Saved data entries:

== Segment start ==

//! Browser sessions and their chat threads.

use std::collections::HashMap;
use std::sync::{Arc, PoisonError, RwLock};
use std::time::Duration;

use chrono::{DateTime, Utc};
use uuid::Uuid;

use crate::users::Position;

/// Characters of the first message used as an archived conversation's title.
const TITLE_CHARS: usize = 30;

/// The signed-in account bound to a session.
#[derive(Clone)]
pub struct SessionUser {
    pub uid: String,
    pub email: String,
    pub name: String,
    pub position: Position,
    /// Bearer token for the document store.
    pub id_token: String,
    /// Sealed role token forwarded to the chat backend.
    pub token_key: String,
}

impl std::fmt::Debug for SessionUser {
    fn fmt(&self, f: &mut std::fmt::Formatter<'_>) -> std::fmt::Result {
        f.debug_struct("SessionUser")
            .field("uid", &self.uid)
            .field("email", &self.email)
            .field("position", &self.position)
            .finish_non_exhaustive()
    }
}

/// Who wrote a chat message.
#[derive(Debug, Clone, Copy, PartialEq, Eq)]
pub enum Sender {
    User,
    Assistant,
}

#[derive(Debug, Clone, PartialEq, Eq)]
pub struct ChatMessage {
    pub sender: Sender,
    pub text: String,
}

/// A transcript archived by "new chat".
#[derive(Debug, Clone)]
pub struct Conversation {
    pub id: usize,
    pub title: String,
    pub messages: Vec<ChatMessage>,
}

#[derive(Debug, Clone, Copy, PartialEq, Eq)]
pub enum FlashLevel {
    Error,
    Notice,
}

/// One-shot message shown on the next page render.
#[derive(Debug, Clone, PartialEq, Eq)]
pub struct Flash {
    pub level: FlashLevel,
    /// Catalog key of the message.
    pub key: String,
}

impl Flash {
    pub fn error(key: impl Into<String>) -> Self {
        Self {
            level: FlashLevel::Error,
            key: key.into(),
        }
    }

    pub fn notice(key: impl Into<String>) -> Self {
        Self {
            level: FlashLevel::Notice,
            key: key.into(),
        }
    }
}

/// A single browser session.
///
/// Cloning is cheap; clones share state.
#[derive(Debug, Clone)]
pub struct Session {
    inner: Arc<SessionInner>,
}

#[derive(Debug)]
struct SessionInner {
    id: String,
    user: SessionUser,
    messages: RwLock<Vec<ChatMessage>>,
    /// Newest first.
    conversations: RwLock<Vec<Conversation>>,
    active_conversation: RwLock<Option<usize>>,
    flash: RwLock<Option<Flash>>,
    last_activity: RwLock<DateTime<Utc>>,
}

impl Session {
    fn new(id: String, user: SessionUser) -> Self {
        Self {
            inner: Arc::new(SessionInner {
                id,
                user,
                messages: RwLock::new(Vec::new()),
                conversations: RwLock::new(Vec::new()),
                active_conversation: RwLock::new(None),
                flash: RwLock::new(None),
                last_activity: RwLock::new(Utc::now()),
            }),
        }
    }

    #[must_use]
    pub fn id(&self) -> &str {
        &self.inner.id
    }

    #[must_use]
    pub fn user(&self) -> &SessionUser {
        &self.inner.user
    }

    /// Append a message to the current transcript.
    pub fn add_message(&self, sender: Sender, text: impl Into<String>) {
        self.inner
            .messages
            .write()
            .unwrap_or_else(PoisonError::into_inner)
            .push(ChatMessage {
                sender,
                text: text.into(),
            });
        self.touch();
    }

    #[must_use]
    pub fn messages(&self) -> Vec<ChatMessage> {
        self.inner
            .messages
            .read()
            .unwrap_or_else(PoisonError::into_inner)
            .clone()
    }

    #[must_use]
    pub fn message_count(&self) -> usize {
        self.inner
            .messages
            .read()
            .unwrap_or_else(PoisonError::into_inner)
            .len()
    }

    /// Archive a non-empty transcript and start over.
    ///
    /// The archived conversation is titled with the first 30 characters of
    /// its first message and placed at the front of the list.
    pub fn start_new_chat(&self) {
        let messages = std::mem::take(
            &mut *self
                .inner
                .messages
                .write()
                .unwrap_or_else(PoisonError::into_inner),
        );

        if let Some(first) = messages.first() {
            let title: String = first.text.chars().take(TITLE_CHARS).collect();
            let mut conversations = self
                .inner
                .conversations
                .write()
                .unwrap_or_else(PoisonError::into_inner);
            let conversation = Conversation {
                id: conversations.len(),
                title,
                messages,
            };
            conversations.insert(0, conversation);
        }

        *self
            .inner
            .active_conversation
            .write()
            .unwrap_or_else(PoisonError::into_inner) = None;
        self.touch();
    }

    /// Replace the transcript with an archived conversation.
    ///
    /// Returns `false` when no conversation has that id.
    pub fn load_conversation(&self, id: usize) -> bool {
        let found = self
            .inner
            .conversations
            .read()
            .unwrap_or_else(PoisonError::into_inner)
            .iter()
            .find(|c| c.id == id)
            .map(|c| c.messages.clone());

        let Some(messages) = found else {
            return false;
        };

        *self
            .inner
            .messages
            .write()
            .unwrap_or_else(PoisonError::into_inner) = messages;
        *self
            .inner
            .active_conversation
            .write()
            .unwrap_or_else(PoisonError::into_inner) = Some(id);
        self.touch();
        true
    }

    #[must_use]
    pub fn conversations(&self) -> Vec<Conversation> {
        self.inner
            .conversations
            .read()
            .unwrap_or_else(PoisonError::into_inner)
            .clone()
    }

    #[must_use]
    pub fn active_conversation(&self) -> Option<usize> {
        *self
            .inner
            .active_conversation
            .read()
            .unwrap_or_else(PoisonError::into_inner)
    }

    pub fn set_flash(&self, flash: Flash) {
        *self
            .inner
            .flash
            .write()
            .unwrap_or_else(PoisonError::into_inner) = Some(flash);
    }

    /// Take the pending flash, leaving none behind.
    pub fn take_flash(&self) -> Option<Flash> {
        self.inner
            .flash
            .write()
            .unwrap_or_else(PoisonError::into_inner)
            .take()
    }

    fn touch(&self) {
        *self
            .inner
            .last_activity
            .write()
            .unwrap_or_else(PoisonError::into_inner) = Utc::now();
    }

    #[must_use]
    pub fn is_expired_with_timeout(&self, timeout: Duration) -> bool {
        let last = *self
            .inner
            .last_activity
            .read()
            .unwrap_or_else(PoisonError::into_inner);
        // A negative span means clock skew; treat it as fresh
        (Utc::now() - last)
            .to_std()
            .is_ok_and(|idle| idle > timeout)
    }
}

/// Thread-safe store for sessions.
#[derive(Debug, Clone)]
pub struct SessionStore {
    inner: Arc<SessionStoreInner>,
}

#[derive(Debug)]
struct SessionStoreInner {
    sessions: RwLock<HashMap<String, Session>>,
    timeout: Duration,
}

impl SessionStore {
    /// Create a store whose sessions expire after `timeout` of inactivity.
    #[must_use]
    pub fn new(timeout: Duration) -> Self {
        Self {
            inner: Arc::new(SessionStoreInner {
                sessions: RwLock::new(HashMap::new()),
                timeout,
            }),
        }
    }

    /// Start a session for a freshly signed-in user.
    #[must_use]
    pub fn create(&self, user: SessionUser) -> Session {
        let session = Session::new(Uuid::new_v4().to_string(), user);
        self.inner
            .sessions
            .write()
            .unwrap_or_else(PoisonError::into_inner)
            .insert(session.id().to_string(), session.clone());
        session
    }

    /// Look up a live session. Expired sessions are dropped and not returned.
    #[must_use]
    pub fn get(&self, id: &str) -> Option<Session> {
        let session = self
            .inner
            .sessions
            .read()
            .unwrap_or_else(PoisonError::into_inner)
            .get(id)
            .cloned()?;

        if session.is_expired_with_timeout(self.inner.timeout) {
            self.remove(id);
            return None;
        }
        session.touch();
        Some(session)
    }

    pub fn remove(&self, id: &str) -> Option<Session> {
        self.inner
            .sessions
            .write()
            .unwrap_or_else(PoisonError::into_inner)
            .remove(id)
    }

    #[must_use]
    pub fn len(&self) -> usize {
        self.inner
            .sessions
            .read()
            .unwrap_or_else(PoisonError::into_inner)
            .len()
    }

    #[must_use]
    pub fn is_empty(&self) -> bool {
        self.len() == 0
    }

    /// Remove expired sessions using the store's timeout.
    pub fn cleanup_expired(&self) -> usize {
        self.cleanup_expired_with_timeout(self.inner.timeout)
    }

    /// Remove sessions that have been inactive longer than the timeout.
    ///
    /// Returns the number of sessions removed.
    pub fn cleanup_expired_with_timeout(&self, timeout: Duration) -> usize {
        let mut guard = self
            .inner
            .sessions
            .write()
            .unwrap_or_else(PoisonError::into_inner);
        let before = guard.len();
        guard.retain(|_, session| !session.is_expired_with_timeout(timeout));
        before - guard.len()
    }
}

== Segment end ==

* [WHAT THE EXERCISE ASKS]: If a line in the records contains the word "SessionInner", copy it out.

* [RESULT OF THIS EXERCISE]:
    inner: Arc<SessionInner>,
struct SessionInner {
            inner: Arc::new(SessionInner {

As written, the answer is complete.